## WHAT YOU WILL DO
Please copy every line of the records below that holds the word "report".

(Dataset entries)
______

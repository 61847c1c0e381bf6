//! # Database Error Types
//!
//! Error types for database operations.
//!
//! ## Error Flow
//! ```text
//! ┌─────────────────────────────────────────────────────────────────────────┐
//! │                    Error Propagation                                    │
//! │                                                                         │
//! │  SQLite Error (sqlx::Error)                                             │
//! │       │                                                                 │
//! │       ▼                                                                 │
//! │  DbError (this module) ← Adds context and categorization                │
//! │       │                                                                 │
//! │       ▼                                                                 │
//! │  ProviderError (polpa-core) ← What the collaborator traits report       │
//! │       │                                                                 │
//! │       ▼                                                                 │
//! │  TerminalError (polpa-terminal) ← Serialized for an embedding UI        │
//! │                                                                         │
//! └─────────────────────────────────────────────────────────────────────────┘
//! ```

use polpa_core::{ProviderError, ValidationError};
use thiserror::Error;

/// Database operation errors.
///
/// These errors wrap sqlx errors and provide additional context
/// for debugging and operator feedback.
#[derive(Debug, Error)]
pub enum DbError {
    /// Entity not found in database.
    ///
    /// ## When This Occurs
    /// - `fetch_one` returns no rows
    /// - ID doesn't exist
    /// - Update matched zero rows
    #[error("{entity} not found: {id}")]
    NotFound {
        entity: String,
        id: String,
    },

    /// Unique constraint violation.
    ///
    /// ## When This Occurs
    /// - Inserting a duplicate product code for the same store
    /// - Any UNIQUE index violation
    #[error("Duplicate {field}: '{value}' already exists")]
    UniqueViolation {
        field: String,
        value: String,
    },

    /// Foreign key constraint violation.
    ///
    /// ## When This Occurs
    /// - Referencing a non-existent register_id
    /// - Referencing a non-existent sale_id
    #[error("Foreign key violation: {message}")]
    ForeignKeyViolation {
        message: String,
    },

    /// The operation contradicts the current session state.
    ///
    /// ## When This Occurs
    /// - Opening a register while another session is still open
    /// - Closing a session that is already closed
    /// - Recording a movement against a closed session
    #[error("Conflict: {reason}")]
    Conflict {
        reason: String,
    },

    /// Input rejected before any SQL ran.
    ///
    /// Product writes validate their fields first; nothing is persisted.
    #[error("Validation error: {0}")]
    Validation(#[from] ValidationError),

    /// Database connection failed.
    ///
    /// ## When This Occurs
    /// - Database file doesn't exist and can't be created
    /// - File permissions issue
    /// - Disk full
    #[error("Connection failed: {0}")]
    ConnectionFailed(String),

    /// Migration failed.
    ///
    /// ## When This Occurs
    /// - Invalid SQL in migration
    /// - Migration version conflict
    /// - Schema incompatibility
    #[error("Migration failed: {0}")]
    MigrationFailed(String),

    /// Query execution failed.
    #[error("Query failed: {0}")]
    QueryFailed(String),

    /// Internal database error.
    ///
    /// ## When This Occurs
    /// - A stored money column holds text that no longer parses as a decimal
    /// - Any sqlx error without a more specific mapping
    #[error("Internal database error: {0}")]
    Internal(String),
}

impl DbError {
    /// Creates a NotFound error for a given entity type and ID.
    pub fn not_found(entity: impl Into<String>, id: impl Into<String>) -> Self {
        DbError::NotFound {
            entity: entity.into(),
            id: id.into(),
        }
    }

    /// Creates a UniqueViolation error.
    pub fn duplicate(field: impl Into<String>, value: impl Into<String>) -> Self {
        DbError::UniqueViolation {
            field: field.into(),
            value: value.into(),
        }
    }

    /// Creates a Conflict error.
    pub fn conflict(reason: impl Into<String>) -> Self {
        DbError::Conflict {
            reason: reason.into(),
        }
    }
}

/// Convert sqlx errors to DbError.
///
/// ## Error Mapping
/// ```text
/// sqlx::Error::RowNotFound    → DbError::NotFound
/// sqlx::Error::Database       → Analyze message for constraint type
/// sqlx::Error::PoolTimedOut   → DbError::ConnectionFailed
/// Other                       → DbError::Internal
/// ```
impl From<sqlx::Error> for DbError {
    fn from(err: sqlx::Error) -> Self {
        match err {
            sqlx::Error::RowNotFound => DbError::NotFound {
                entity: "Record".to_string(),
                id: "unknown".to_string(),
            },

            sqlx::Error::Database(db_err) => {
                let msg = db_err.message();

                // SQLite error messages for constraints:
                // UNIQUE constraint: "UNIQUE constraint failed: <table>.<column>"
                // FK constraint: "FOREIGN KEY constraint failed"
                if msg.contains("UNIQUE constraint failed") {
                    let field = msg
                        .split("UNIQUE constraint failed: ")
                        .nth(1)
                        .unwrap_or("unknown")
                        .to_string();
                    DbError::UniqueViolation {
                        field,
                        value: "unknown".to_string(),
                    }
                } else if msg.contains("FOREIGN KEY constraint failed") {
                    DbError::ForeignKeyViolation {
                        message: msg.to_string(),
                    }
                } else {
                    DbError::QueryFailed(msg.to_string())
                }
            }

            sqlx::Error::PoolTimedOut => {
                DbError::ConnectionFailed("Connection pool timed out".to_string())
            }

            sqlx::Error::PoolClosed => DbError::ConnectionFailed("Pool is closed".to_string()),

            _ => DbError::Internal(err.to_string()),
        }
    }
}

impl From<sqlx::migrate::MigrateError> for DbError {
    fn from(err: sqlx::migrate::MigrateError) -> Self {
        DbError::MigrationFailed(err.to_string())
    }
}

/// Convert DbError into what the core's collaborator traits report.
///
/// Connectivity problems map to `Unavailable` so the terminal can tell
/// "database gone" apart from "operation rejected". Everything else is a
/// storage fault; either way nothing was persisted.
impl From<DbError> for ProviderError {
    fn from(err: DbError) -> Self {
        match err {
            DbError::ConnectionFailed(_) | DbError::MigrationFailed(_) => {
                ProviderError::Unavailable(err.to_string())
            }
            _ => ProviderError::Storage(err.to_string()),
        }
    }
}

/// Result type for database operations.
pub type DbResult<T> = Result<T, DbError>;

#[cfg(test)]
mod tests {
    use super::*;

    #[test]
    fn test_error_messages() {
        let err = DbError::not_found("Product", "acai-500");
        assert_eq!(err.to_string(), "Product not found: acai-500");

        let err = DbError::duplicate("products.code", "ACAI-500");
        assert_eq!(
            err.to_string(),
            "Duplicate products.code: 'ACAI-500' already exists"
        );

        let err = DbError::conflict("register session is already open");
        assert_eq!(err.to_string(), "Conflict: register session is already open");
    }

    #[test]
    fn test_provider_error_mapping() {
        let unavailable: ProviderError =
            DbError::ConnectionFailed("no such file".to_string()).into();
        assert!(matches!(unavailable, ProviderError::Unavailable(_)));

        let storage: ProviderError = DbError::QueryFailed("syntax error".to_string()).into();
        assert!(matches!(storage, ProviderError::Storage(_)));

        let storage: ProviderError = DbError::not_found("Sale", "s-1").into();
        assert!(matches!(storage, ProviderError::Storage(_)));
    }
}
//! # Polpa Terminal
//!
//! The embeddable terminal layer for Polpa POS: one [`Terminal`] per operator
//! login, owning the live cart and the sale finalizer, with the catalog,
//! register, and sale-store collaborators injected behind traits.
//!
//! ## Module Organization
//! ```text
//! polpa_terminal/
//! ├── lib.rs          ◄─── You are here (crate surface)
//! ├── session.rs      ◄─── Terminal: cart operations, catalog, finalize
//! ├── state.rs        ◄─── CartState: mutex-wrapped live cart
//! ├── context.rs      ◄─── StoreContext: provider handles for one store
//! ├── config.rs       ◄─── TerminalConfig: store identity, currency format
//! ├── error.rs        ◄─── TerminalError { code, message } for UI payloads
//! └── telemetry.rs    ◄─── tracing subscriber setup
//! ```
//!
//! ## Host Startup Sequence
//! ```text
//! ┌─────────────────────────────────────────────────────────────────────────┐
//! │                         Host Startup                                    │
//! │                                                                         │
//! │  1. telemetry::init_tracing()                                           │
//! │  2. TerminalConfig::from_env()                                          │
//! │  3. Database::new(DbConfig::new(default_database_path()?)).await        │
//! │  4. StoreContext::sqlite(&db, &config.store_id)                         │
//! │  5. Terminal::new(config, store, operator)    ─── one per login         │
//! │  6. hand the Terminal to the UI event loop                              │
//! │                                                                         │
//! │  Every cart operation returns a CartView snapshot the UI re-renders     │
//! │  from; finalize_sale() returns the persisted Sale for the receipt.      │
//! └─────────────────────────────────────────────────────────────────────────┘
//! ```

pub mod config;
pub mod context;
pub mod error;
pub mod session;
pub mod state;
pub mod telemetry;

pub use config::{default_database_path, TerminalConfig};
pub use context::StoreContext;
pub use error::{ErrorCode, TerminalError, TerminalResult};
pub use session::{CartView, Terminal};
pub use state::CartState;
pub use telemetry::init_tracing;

______

## ANSWER SPACE
//! │  ProviderError (polpa-core) ← What the collaborator traits report       │
/// Convert DbError into what the core's collaborator traits report.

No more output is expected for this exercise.